LISTED RECORDS:
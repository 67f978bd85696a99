// SPDX-License-Identifier: MPL-2.0
//! Visible month and day selection.

use chrono::{Datelike, Months, NaiveDate};
use std::fmt;
use std::str::FromStr;

/// A calendar month, `month` is zero-based (0 = January, 11 = December).
#[derive(Debug, Clone, Copy, PartialEq, Eq, PartialOrd, Ord, Hash)]
pub struct CalendarMonth {
    year: i32,
    month: u32,
}

impl CalendarMonth {
    /// Returns `None` when `month` is not in `0..=11` or the year is outside
    /// what `chrono` can represent.
    #[must_use]
    pub fn new(year: i32, month: u32) -> Option<Self> {
        if month > 11 {
            return None;
        }
        NaiveDate::from_ymd_opt(year, month + 1, 1).map(|_| Self { year, month })
    }

    /// Month containing `date`.
    #[must_use]
    pub fn from_date(date: NaiveDate) -> Self {
        Self {
            year: date.year(),
            month: date.month0(),
        }
    }

    #[must_use]
    pub fn year(self) -> i32 {
        self.year
    }

    /// Zero-based month index.
    #[must_use]
    pub fn month(self) -> u32 {
        self.month
    }

    /// The month before, wrapping January to December of the previous year.
    #[must_use]
    pub fn previous(self) -> Self {
        if self.month == 0 {
            Self {
                year: self.year - 1,
                month: 11,
            }
        } else {
            Self {
                year: self.year,
                month: self.month - 1,
            }
        }
    }

    /// The month after, wrapping December to January of the next year.
    #[must_use]
    pub fn next(self) -> Self {
        if self.month == 11 {
            Self {
                year: self.year + 1,
                month: 0,
            }
        } else {
            Self {
                year: self.year,
                month: self.month + 1,
            }
        }
    }

    /// First day of the month.
    ///
    /// Falls back to the epoch date for years `chrono` cannot represent,
    /// which only paging far past year 262143 can reach.
    #[must_use]
    pub fn first_day(self) -> NaiveDate {
        NaiveDate::from_ymd_opt(self.year, self.month + 1, 1).unwrap_or_default()
    }

    /// Number of days in the month.
    #[must_use]
    pub fn days_in_month(self) -> u32 {
        let first = self.first_day();
        first
            .checked_add_months(Months::new(1))
            .map_or(31, |next| {
                u32::try_from(next.signed_duration_since(first).num_days()).unwrap_or(31)
            })
    }

    #[must_use]
    pub fn contains(self, date: NaiveDate) -> bool {
        date.year() == self.year && date.month0() == self.month
    }
}

impl fmt::Display for CalendarMonth {
    fn fmt(&self, f: &mut fmt::Formatter<'_>) -> fmt::Result {
        write!(f, "{}", self.first_day().format("%B %Y"))
    }
}

/// Error for a `YYYY-MM` string that does not name a month.
#[derive(Debug, Clone, PartialEq, Eq, thiserror::Error)]
#[error("expected YYYY-MM, got '{0}'")]
pub struct ParseMonthError(String);

impl FromStr for CalendarMonth {
    type Err = ParseMonthError;

    /// Parses `YYYY-MM` with a one-based month.
    fn from_str(s: &str) -> Result<Self, Self::Err> {
        let err = || ParseMonthError(s.to_string());
        let (year, month) = s.trim().split_once('-').ok_or_else(err)?;
        let year: i32 = year.parse().map_err(|_| err())?;
        let month: u32 = month.parse().map_err(|_| err())?;
        month
            .checked_sub(1)
            .and_then(|month0| Self::new(year, month0))
            .ok_or_else(err)
    }
}

/// Visible month plus the selected day.
#[derive(Debug, Clone, Copy, PartialEq, Eq)]
pub struct CalendarState {
    visible: CalendarMonth,
    selected: NaiveDate,
}

impl CalendarState {
    /// Opens on the month containing `today` with `today` selected.
    #[must_use]
    pub fn new(today: NaiveDate) -> Self {
        Self {
            visible: CalendarMonth::from_date(today),
            selected: today,
        }
    }

    /// Opens on `month`, selecting `today` if it falls inside, else the 1st.
    #[must_use]
    pub fn starting_at(month: CalendarMonth, today: NaiveDate) -> Self {
        let selected = if month.contains(today) {
            today
        } else {
            month.first_day()
        };
        Self {
            visible: month,
            selected,
        }
    }

    #[must_use]
    pub fn visible(&self) -> CalendarMonth {
        self.visible
    }

    #[must_use]
    pub fn selected(&self) -> NaiveDate {
        self.selected
    }

    /// Shows the previous month and selects its 1st.
    pub fn go_previous(&mut self) {
        self.show(self.visible.previous());
    }

    /// Shows the next month and selects its 1st.
    pub fn go_next(&mut self) {
        self.show(self.visible.next());
    }

    /// Jumps back to the month of `today` with `today` selected.
    pub fn go_to_today(&mut self, today: NaiveDate) {
        *self = Self::new(today);
    }

    /// Selects `date`, following it into its month if it lies outside the
    /// visible one.
    pub fn select(&mut self, date: NaiveDate) {
        if !self.visible.contains(date) {
            self.visible = CalendarMonth::from_date(date);
        }
        self.selected = date;
    }

    fn show(&mut self, month: CalendarMonth) {
        self.visible = month;
        self.selected = month.first_day();
    }
}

TASK TO COMPLETE: Return the number of lines in the material holding the string "Copy", and no other text.

ANSWER SPACE: 2